In order to do this, the court will look closely at what the injunction will require or prevent the other side from doing. The court may also decide that a less prescriptive or less restrictive injunction would be more appropriate. They could grant an interlocutory injunction on less severe terms as part of a compromise solution when evaluating the balance of convenience.
Key Takeaways
Interlocutory injunctions can serve a valuable purpose in avoiding additional issues or complications arising whilst the parties in dispute are preparing for or involved in court proceedings to resolve their disagreement. This can reduce or prevent further loss and damage that you might need to claim in court, generally making the process faster and simpler.
Whether an injunction is prescriptive or restrictive will depend on the nature of your complaints or concerns regarding the other side’s current or threatened conduct. You should make sure that your application clearly sets out why the injunction is important, and includes evidence to support your argument. You should also be mindful of any obligations to compensate the other side for an injunction and the risks associated with court proceedings.

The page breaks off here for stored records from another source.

#[tokio::test]
async fn test_list_failure_manual_and_automatic() {
    let h = Harness::new("1.0", "2.0").enabled();
    h.catalog.fail_list(true);

    let outcome = h.coordinator.check_for_update(false).await;
    assert!(matches!(outcome, CheckOutcome::Failed(UpdateError::CatalogList(_))));
    assert!(h.notifier.is_empty());
    assert!(outcome_is_idle(&h));

    let outcome = h.coordinator.check_for_update(true).await;
    assert!(matches!(outcome, CheckOutcome::Failed(UpdateError::CatalogList(_))));
    assert_eq!(
        h.notifier.titles(),
        vec!["Checking for updates", "Update failed"]
    );
    assert_eq!(
        h.notifier.notifications()[1].body,
        "please check your internet connection"
    );
    assert!(h.coordinator.status().manual_invoke);
    assert!(outcome_is_idle(&h));

    // The raised flag makes the next automatic check behave as the manual
    // request it stands in for.
    h.catalog.fail_list(false);
    let outcome = h.coordinator.check_for_update(false).await;
    assert!(matches!(
        outcome,
        CheckOutcome::Patched(PatchOutcome::Installed { ref version, .. }) if version == "2.0"
    ));
    assert_eq!(h.prompts(), 0);
    assert!(!h.coordinator.status().manual_invoke);
}

#[tokio::test]
async fn test_read_failure_manual() {
    let h = Harness::new("1.0", "2.0");
    h.catalog.fail_read(true);

    let outcome = h.coordinator.check_for_update(true).await;

    assert!(matches!(outcome, CheckOutcome::Failed(UpdateError::CatalogRead { .. })));
    assert_eq!(h.notifier.count_titled("Update failed"), 1);
    assert!(h.coordinator.status().manual_invoke);
    assert_eq!(h.catalog.download_calls(), 0);
}

#[tokio::test]
async fn test_missing_descriptor_is_quiet() {
    let h = Harness::new("1.0", "2.0");
    h.catalog.remove(VERSION_KEY);

    let outcome = h.coordinator.check_for_update(true).await;

    assert!(matches!(outcome, CheckOutcome::NoDescriptor));
    assert_eq!(h.notifier.titles(), vec!["Checking for updates"]);
    assert_eq!(h.catalog.read_calls(), 0);
    assert!(outcome_is_idle(&h));
    // No terminal outcome was reported, so the manual flag stays raised.
    assert!(h.coordinator.status().manual_invoke);
}

#[tokio::test]
async fn test_missing_marker_fails_check() {
    let h = Harness::with_install(InstallFixture::without_marker(), "2.0");

    let outcome = h.coordinator.check_for_update(true).await;

    assert!(matches!(outcome, CheckOutcome::Failed(UpdateError::VersionMarker { .. })));
    assert_eq!(h.notifier.count_titled("Update failed"), 1);
    assert_eq!(h.catalog.download_calls(), 0);
    assert!(outcome_is_idle(&h));
}

#[tokio::test]
async fn test_descriptor_line_ending_ignored() {
    let h = Harness::new("1.0", "1.0\r\n");

    let outcome = h.coordinator.check_for_update(true).await;
    assert!(matches!(outcome, CheckOutcome::UpToDate { .. }));
}

#[tokio::test]
async fn test_extraction_failure_recovers() {
    let h = Harness::new("1.0", "2.0");
    h.catalog.put(PATCH_KEY, b"not a zip archive".to_vec());

    let outcome = h.coordinator.check_for_update(true).await;

    match &outcome {
        CheckOutcome::Patched(PatchOutcome::InstallFailed(error)) => {
            assert!(matches!(error, UpdateError::Extraction { .. }));
            assert!(error.is_install_phase());
        }
        other => panic!("expected an install failure, got {other:?}"),
    }
    assert!(outcome.is_failure());
    assert!(outcome_is_idle(&h));
    assert!(!h.coordinator.shutdown_blocker().is_blocked());
    assert!(!h.coordinator.status().manual_invoke);
    assert_eq!(h.notifier.titles().last().map(String::as_str), Some("Update failed"));
    assert_eq!(h.signal.sent().len(), 1);
    assert!(!h.install.path().join("patch.zip").exists());
    assert_eq!(h.install.installed_version().as_deref(), Some("1.0"));

    // The coordinator is usable again.
    h.catalog.put(PATCH_KEY, crate::test_utils::zip_bytes(PATCH_FILES));
    assert!(h.coordinator.patch("2.0").await.unwrap().is_installed());
}

#[tokio::test]
async fn test_patch_rejected_while_checking() {
    let h = Harness::new("1.0", "2.0");
    h.catalog.hold_list();

    let check = {
        let coordinator = h.coordinator.clone();
        tokio::spawn(async move { coordinator.check_for_update(true).await })
    };
    h.wait_for("check", UpdateState::is_checking).await;

    assert_eq!(
        h.coordinator.patch("2.0").await.unwrap_err(),
        Rejection::AlreadyChecking
    );
    assert_eq!(
        h.coordinator.confirm_update().await.unwrap_err(),
        Rejection::NothingToConfirm
    );

    h.catalog.release_list();
    assert!(matches!(
        check.await.unwrap(),
        CheckOutcome::Patched(PatchOutcome::Installed { .. })
    ));
    assert_eq!(h.catalog.download_calls(), 1);
}

#[tokio::test]
async fn test_progress_reported_and_cleared() {
    let h = Harness::new("1.0", "2.0");

    h.coordinator.patch("2.0").await.unwrap();

    let events = h.notifier.progress_events();
    assert!(!events.is_empty());
    let (loaded, total) = *events.last().unwrap();
    assert_eq!(Some(loaded), total);
    assert_eq!(h.notifier.clears(), 1);
}

#[tokio::test]
async fn test_set_enabled_and_status() {
    let h = Harness::new("1.0", "1.0");

    let status = h.coordinator.status();
    assert_eq!(status.state, UpdateState::Idle);
    assert!(!status.enabled);
    assert_eq!(status.install_path, h.install.path());

    h.coordinator.set_enabled(true);
    assert!(h.coordinator.status().enabled);
    assert!(matches!(
        h.coordinator.check_for_update(false).await,
        CheckOutcome::UpToDate { .. }
    ));

    h.coordinator.set_enabled(false);
    assert!(matches!(
        h.coordinator.check_for_update(false).await,
        CheckOutcome::Skipped(SkipReason::Disabled)
    ));
}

If you need assistance preparing or responding to an interlocutory injunction, our experienced dispute resolution lawyers can assist as part of our LegalVision membership. You will have unlimited access to lawyers to answer your questions and draft and review your documents for a low monthly fee. Call us today on 1300 544 755 or visit our membership page.
Frequently Asked Questions
Interlocutory injunctions can be prohibitive (‘restrictive’) in effects which means it prevents certain conduct. It can also be restorative (‘prescriptive’) in effects, meaning it requires the other side to do something. Additionally, it could be a combination of both.
This is when the court grants you an injunction without notifying the other side. The maker of an ex parte application needs to show why there is sufficient evidence and justification for the court to do so.
An interim injunction is more temporary in nature than an interlocutory injunction. Usually, it is accompanied by a set date for a review hearing and the restrictions or prescriptions are in place for a limited time.